Dozens of Kiwi babies born prematurely could be saved every year by waiting a minute before clamping the umbilical cord.

That's the conclusion of a years-long study involving researchers and parents here and in Australia, which this week was given the Australian Clinical Trials Alliance clinical trial of the year award.

Around 700 babies are born severely prematurely - 32 weeks' gestation or less - every year in New Zealand, and about 100 of them die.

The study found that if a pre-term baby's umbilical cord was left intact for at least a minute before cutting it, they had a 30 percent better chance of surviving than if it was cut immediately, as has been standard practise.

The World Health Organisation already recommends waiting a minute, and not just for preterm babies, because it allows more blood from the placenta to flow into the newborn, bringing more iron and oxygen with it.

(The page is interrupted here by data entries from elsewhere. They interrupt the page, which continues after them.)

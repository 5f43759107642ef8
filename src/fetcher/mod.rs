pub mod error;
pub mod extract;
pub mod weather_fetcher;
//! BEP 15 response encoding.
use std::io::{self, Write};
use std::net::SocketAddr;

use byteorder::{NetworkEndian, WriteBytesExt};

use super::connection_cookie::Cookie;
use super::request::{TransactionId, ANNOUNCE_ACTION_ID, CONNECT_ACTION_ID, ERROR_ACTION_ID, SCRAPE_ACTION_ID};

/// A response ready to be serialized onto the wire.
#[derive(Clone, Debug, PartialEq, Eq)]
pub enum Response {
    Connect(ConnectResponse),
    Announce(AnnounceResponse),
    Scrape(ScrapeResponse),
    Error(ErrorResponse),
}

#[derive(Clone, Copy, Debug, PartialEq, Eq)]
pub struct ConnectResponse {
    pub transaction_id: TransactionId,
    pub connection_id: Cookie,
}

/// An announce response. The header always carries action `1`; the
/// width of each peer entry (6 or 18 bytes) follows the address family
/// of the request, and peers of the other family are silently skipped.
#[derive(Clone, Debug, PartialEq, Eq)]
pub struct AnnounceResponse {
    pub transaction_id: TransactionId,
    pub interval: u32,
    pub leechers: u32,
    pub seeders: u32,
    pub ipv6: bool,
    pub peers: Vec<SocketAddr>,
}

#[derive(Clone, Copy, Debug, PartialEq, Eq)]
pub struct TorrentScrapeStatistics {
    pub seeders: u32,
    pub completed: u32,
    pub leechers: u32,
}

#[derive(Clone, Debug, PartialEq, Eq)]
pub struct ScrapeResponse {
    pub transaction_id: TransactionId,
    pub torrent_stats: Vec<TorrentScrapeStatistics>,
}

#[derive(Clone, Debug, PartialEq, Eq)]
pub struct ErrorResponse {
    pub transaction_id: TransactionId,
    pub message: String,
}

impl From<ConnectResponse> for Response {
    fn from(r: ConnectResponse) -> Self {
        Self::Connect(r)
    }
}

impl From<AnnounceResponse> for Response {
    fn from(r: AnnounceResponse) -> Self {
        Self::Announce(r)
    }
}

impl From<ScrapeResponse> for Response {
    fn from(r: ScrapeResponse) -> Self {
        Self::Scrape(r)
    }
}

impl From<ErrorResponse> for Response {
    fn from(r: ErrorResponse) -> Self {
        Self::Error(r)
    }
}

impl Response {
    /// The action label used for logs and the response-duration
    /// histogram.
    #[must_use]
    pub fn action_name(&self) -> &'static str {
        match self {
            Response::Connect(_) => "connect",
            Response::Announce(_) => "announce",
            Response::Scrape(_) => "scrape",
            Response::Error(_) => "error",
        }
    }

    /// Serializes the response in network byte order.
    ///
    /// # Errors
    ///
    /// Propagates writer errors; writing into a `Vec` cannot fail.
    pub fn write_bytes(&self, writer: &mut impl Write) -> io::Result<()> {
        match self {
            Response::Connect(r) => {
                writer.write_i32::<NetworkEndian>(CONNECT_ACTION_ID)?;
                writer.write_i32::<NetworkEndian>(r.transaction_id.0)?;
                writer.write_all(&r.connection_id)?;
            }
            Response::Announce(r) => {
                writer.write_i32::<NetworkEndian>(ANNOUNCE_ACTION_ID)?;
                writer.write_i32::<NetworkEndian>(r.transaction_id.0)?;
                writer.write_u32::<NetworkEndian>(r.interval)?;
                writer.write_u32::<NetworkEndian>(r.leechers)?;
                writer.write_u32::<NetworkEndian>(r.seeders)?;

                for peer in &r.peers {
                    match peer {
                        SocketAddr::V4(addr) if !r.ipv6 => {
                            writer.write_all(&addr.ip().octets())?;
                            writer.write_u16::<NetworkEndian>(addr.port())?;
                        }
                        SocketAddr::V6(addr) if r.ipv6 => {
                            writer.write_all(&addr.ip().octets())?;
                            writer.write_u16::<NetworkEndian>(addr.port())?;
                        }
                        // a peer of the other address family never fits
                        _ => {}
                    }
                }
            }
            Response::Scrape(r) => {
                writer.write_i32::<NetworkEndian>(SCRAPE_ACTION_ID)?;
                writer.write_i32::<NetworkEndian>(r.transaction_id.0)?;

                for stats in &r.torrent_stats {
                    writer.write_u32::<NetworkEndian>(stats.seeders)?;
                    writer.write_u32::<NetworkEndian>(stats.completed)?;
                    writer.write_u32::<NetworkEndian>(stats.leechers)?;
                }
            }
            Response::Error(r) => {
                writer.write_i32::<NetworkEndian>(ERROR_ACTION_ID)?;
                writer.write_i32::<NetworkEndian>(r.transaction_id.0)?;
                writer.write_all(r.message.as_bytes())?;
            }
        }

        Ok(())
    }
}

#[cfg(test)]
mod tests {
    use super::{AnnounceResponse, ConnectResponse, ErrorResponse, Response, ScrapeResponse, TorrentScrapeStatistics};
    use crate::servers::udp::request::TransactionId;

    fn serialize(response: &Response) -> Vec<u8> {
        let mut bytes = Vec::new();
        response.write_bytes(&mut bytes).unwrap();
        bytes
    }

    #[test]
    fn a_connect_response_should_be_exactly_16_bytes() {
        let response = Response::from(ConnectResponse {
            transaction_id: TransactionId(0x0102_0304),
            connection_id: [1, 2, 3, 4, 5, 6, 7, 8],
        });

        let bytes = serialize(&response);

        assert_eq!(
            bytes,
            vec![0, 0, 0, 0, 1, 2, 3, 4, 1, 2, 3, 4, 5, 6, 7, 8]
        );
    }

    #[test]
    fn an_ipv4_announce_response_should_use_6_byte_peer_entries() {
        let response = Response::from(AnnounceResponse {
            transaction_id: TransactionId(1),
            interval: 1800,
            leechers: 1,
            seeders: 2,
            ipv6: false,
            peers: vec!["126.0.0.1:8080".parse().unwrap()],
        });

        let bytes = serialize(&response);

        assert_eq!(bytes.len(), 20 + 6);
        assert_eq!(&bytes[0..4], &1i32.to_be_bytes()); // action: announce
        assert_eq!(&bytes[8..12], &1800u32.to_be_bytes());
        assert_eq!(&bytes[12..16], &1u32.to_be_bytes());
        assert_eq!(&bytes[16..20], &2u32.to_be_bytes());
        assert_eq!(&bytes[20..24], &[126, 0, 0, 1]);
        assert_eq!(&bytes[24..26], &8080u16.to_be_bytes());
    }

    #[test]
    fn an_announce_response_should_skip_peers_of_the_other_family() {
        let response = Response::from(AnnounceResponse {
            transaction_id: TransactionId(1),
            interval: 1800,
            leechers: 0,
            seeders: 0,
            ipv6: false,
            peers: vec!["[::1]:8080".parse().unwrap(), "126.0.0.1:8080".parse().unwrap()],
        });

        assert_eq!(serialize(&response).len(), 20 + 6);
    }

    #[test]
    fn an_ipv6_announce_response_should_use_18_byte_peer_entries() {
        let response = Response::from(AnnounceResponse {
            transaction_id: TransactionId(1),
            interval: 1800,
            leechers: 0,
            seeders: 0,
            ipv6: true,
            peers: vec!["[::1]:8080".parse().unwrap()],
        });

        assert_eq!(serialize(&response).len(), 20 + 18);
    }

    #[test]
    fn a_scrape_response_should_keep_its_triples_in_order() {
        let response = Response::from(ScrapeResponse {
            transaction_id: TransactionId(9),
            torrent_stats: vec![
                TorrentScrapeStatistics {
                    seeders: 1,
                    completed: 2,
                    leechers: 3,
                },
                TorrentScrapeStatistics {
                    seeders: 4,
                    completed: 5,
                    leechers: 6,
                },
            ],
        });

        let bytes = serialize(&response);

        assert_eq!(&bytes[0..4], &2i32.to_be_bytes()); // action: scrape
        assert_eq!(&bytes[8..12], &1u32.to_be_bytes());
        assert_eq!(&bytes[12..16], &2u32.to_be_bytes());
        assert_eq!(&bytes[16..20], &3u32.to_be_bytes());
        assert_eq!(&bytes[20..24], &4u32.to_be_bytes());
    }

    #[test]
    fn an_error_response_should_carry_its_message_as_utf8() {
        let response = Response::from(ErrorResponse {
            transaction_id: TransactionId(7),
            message: "bad connection id".to_owned(),
        });

        let bytes = serialize(&response);

        assert_eq!(&bytes[0..4], &3i32.to_be_bytes()); // action: error
        assert_eq!(&bytes[4..8], &7i32.to_be_bytes());
        assert_eq!(&bytes[8..], b"bad connection id");
    }
}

"The extra blood at birth helps the baby to cope better with the transition from life in the womb, where everything is provided for them by the placenta and the mother, to the outside world,"  neonatologist Heike Rabe said in 2015, when research done in the UK was published that came to a similar conclusion as this latest study.

"Their lungs get more blood so that the exchange of oxygen into the blood can take place smoothly."

Auckland City Hospital has changed its procedures, and obstetrician Katie Groom - who participated in the study - hopes more will follow.

"We know Auckland City Hospital has and we hope more will as word gets out," Dr Groom told NZME.

Newshub has contacted the Ministry of Health for its latest guidelines on the practise.

In 2015, the Maternity Services Consumer Council said "far too many" midwives and obstetricians were still cutting the cord right away. In 2011, statistics show at 90 percent of vaginal births, at the labour stage, were being managed "actively", which usually involves cutting the cord in the first minute. By 2016, that had fallen only slightly to 89 percent.

"There is no, and never has been, any evidence to support the practice of clamping the cord before it has stopped pulsating," the Maternity Services Consumer Council said in a statement.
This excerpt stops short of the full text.